Establishing a system of governance
Once I confirmed the status of the design system components and documents, I focused on the processes and structure that helped build it together.Critique and reviews
We updated our design template to add a dedicated location for any component variations or additions. Designers brought components to design critique, and engineers had visibility into suggested permutations to provide early feedback. Overall, this helped us decrease creep, as we were forced to be much more intentional about accepted component changes.
Contribution standards
I made use of Figma's branches capabilities to create rules for merging new components into the system. Designers were unblocked incorporate new changes after they had received suitable review.
Shared ownership with engineering
I helped make a case for a dedicated role on the front-end engineering team focused on building out the coded component library and served on the interview panel to fill the role, with the goal of bringing the shared language closer together.

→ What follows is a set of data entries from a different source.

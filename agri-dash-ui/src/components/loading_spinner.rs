//! Loading indicator.

use crate::theme::MUTED_TEXT;
use dioxus::prelude::*;

#[component]
pub fn LoadingSpinner(#[props(default = "Loading data...".to_string())] message: String) -> Element {
    rsx! {
        div {
            style: "display: flex; justify-content: center; align-items: center; padding: 40px; color: {MUTED_TEXT};",
            "{message}"
        }
    }
}
//! Plain-text renderings of the dashboard views.

use agri_core::crop::CropAnalysisState;
use agri_core::satellite::SatelliteViewerState;

/// Report of the crop analysis view: NDVI series, health distribution, yield
/// forecast, field list and the selected field.
pub fn crop_report(state: &CropAnalysisState) -> String {
    let snapshot = state.snapshot();
    let mut lines = Vec::new();

    lines.push(format!("NDVI series ({} points)", snapshot.ndvi.len()));
    for (label, value) in snapshot.ndvi.labels().iter().zip(snapshot.ndvi.values()) {
        lines.push(format!("  {:<12} {:.2}", label, value));
    }

    lines.push("Health distribution".to_string());
    for share in snapshot.health.shares() {
        lines.push(format!("  {:<12} {}%", share.category.label(), share.coverage));
    }

    match &snapshot.yield_prediction {
        Some(prediction) => lines.push(format!(
            "Yield prediction: {} tons/ha ({}% confidence), harvest {}",
            prediction.estimated_yield, prediction.confidence, prediction.harvest_window
        )),
        None => lines.push("Yield prediction: not available".to_string()),
    }

    lines.push(format!("Fields ({})", snapshot.fields.len()));
    for field in &snapshot.fields {
        lines.push(format!(
            "  {:<10} {} [{}]",
            field.id,
            field.option_label(),
            field.health
        ));
    }

    if let Some(field) = state.selected_field() {
        lines.push(format!("Selected field: {}", field.name));
        lines.push(format!("  Area: {} hectares", field.area));
        lines.push(format!("  Crop Type: {}", field.crop_type));
        lines.push(format!(
            "  Health: {} ({})",
            field.health,
            field.health_tone().text_class()
        ));
        lines.push(format!("  Current NDVI: {}", field.current_ndvi));
        lines.push(format!("  Growth Stage: {}", field.growth_stage));
        lines.push(format!("  Last Updated: {}", field.last_updated_label()));
    }

    lines.join("\n")
}

/// Report of the satellite viewer: timeline with the active entry marked, the
/// displayed image and its metrics.
pub fn satellite_report(state: &SatelliteViewerState) -> String {
    let mut lines = Vec::new();

    lines.push(format!("Image timeline ({} images)", state.images().len()));
    for entry in state.timeline() {
        let marker = if entry.active { '*' } else { ' ' };
        lines.push(format!(
            "{} {:<12} {:<10} {}",
            marker, entry.id, entry.date_label, entry.thumbnail
        ));
    }

    match state.displayed_image() {
        Some(image) => {
            lines.push(format!("Mode: {}", state.mode().label()));
            lines.push(format!("Image: {}", image.src));
            lines.push(format!("  Date: {}", image.date_label));
            lines.push(format!("  Resolution: {}m", image.resolution));
            lines.push(format!("  Cloud Cover: {}%", image.cloud_cover));
        }
        None => lines.push("No image selected".to_string()),
    }

    if let Some(metrics) = state.metrics() {
        lines.push("Image analysis results".to_string());
        lines.push(format!("  Average NDVI: {}", metrics.avg_ndvi));
        lines.push(format!("  Vegetation Coverage: {}%", metrics.vegetation_coverage));
        lines.push(format!("  Healthy Vegetation: {}%", metrics.healthy_vegetation));
        lines.push(format!("  Stressed Areas: {}%", metrics.stressed_areas));
    }

    lines.join("\n")
}
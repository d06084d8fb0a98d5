//! Satellite Image Viewer
//!
//! Browses the satellite captures published by the analytics service.
//!
//! Data flow:
//! 1. On mount: fetch `/api/satellite-images` once (no polling) and select the
//!    first record. A failed or empty fetch leaves nothing selected.
//! 2. Mode buttons switch between the NDVI, true color and near infrared
//!    renderings of the selected record without refetching.
//! 3. Clicking a timeline thumbnail replaces the selection; the mode is kept.

use agri_dash_ui::components::{
    ImageMetricsPanel, ImagePanel, ImageTimeline, LoadingSpinner, ModeSelector,
};
use agri_dash_ui::fetch;
use agri_dash_ui::state::SatelliteDashboardState;
use agri_dash_ui::theme::EARTH_700;
use dioxus::prelude::*;

fn main() {
    dioxus_logger::init(dioxus_logger::tracing::Level::INFO).expect("failed to init logger");
    dioxus::LaunchBuilder::new()
        .with_cfg(dioxus::web::Config::new().rootname("satellite-viewer-root"))
        .launch(App);
}

#[component]
fn App() -> Element {
    let mut state = use_context_provider(SatelliteDashboardState::new);

    // ─── Single fetch on mount ───
    use_future(move || async move {
        let config = fetch::api_config();
        log::info!("Satellite image source: {}", config.satellite_images_url());
        let result = fetch::satellite_images(&config).await;
        state.viewer.write().apply(result);
        state.loading.set(false);
    });

    rsx! {
        div {
            class: "satellite-viewer",
            style: "max-width: 1100px; margin: 0 auto; padding: 8px; font-family: system-ui, -apple-system, sans-serif;",

            div {
                class: "viewer-header",
                style: "display: flex; justify-content: space-between; align-items: center; margin-bottom: 12px;",
                h3 { style: "margin: 0; color: {EARTH_700};", "Satellite Imagery Analysis" }
                ModeSelector {}
            }

            if *state.loading.read() {
                LoadingSpinner { message: "Loading satellite imagery...".to_string() }
            } else {
                div {
                    class: "viewer-content",
                    style: "display: grid; grid-template-columns: 2fr 1fr; gap: 16px;",
                    div { class: "image-display", ImagePanel {} }
                    ImageTimeline {}
                }
                ImageMetricsPanel {}
            }
        }
    }
}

Clear and accessible documentation
While the engineering team worked on updating Storybook, I assembled a Figma prototype that housed our documentation that anyone could reference. This included deep dives into the use and constraints for each component, and general information on contributing to the system, easily navigable for quick use.
Conclusion
I’ve coached teams including Tsteps, Eculid Innovation, and Eutech Cybertech on improving the adoption and efficiency of their design systems. Teams I’ve worked with have reported increases in quality and alignment and increased stakeholder buy in, and I helped Qassure Technologies(1TX) achieve that same outcome.The anti-pattern I see teams fall into is to focus too much on the stuff of design systems, namely the design components, library, and styles. However, the success of a design system hinges on its invisible parts–how to use it, when to evolve it, and why it matters for the overall success of the team.
The most effective design systems include a shared vision between design and engineering, processes of governance for reviewing new variants and components, a joint roadmap of prioritized updates, a philosophy of critique, and documentation that extends past Figma components.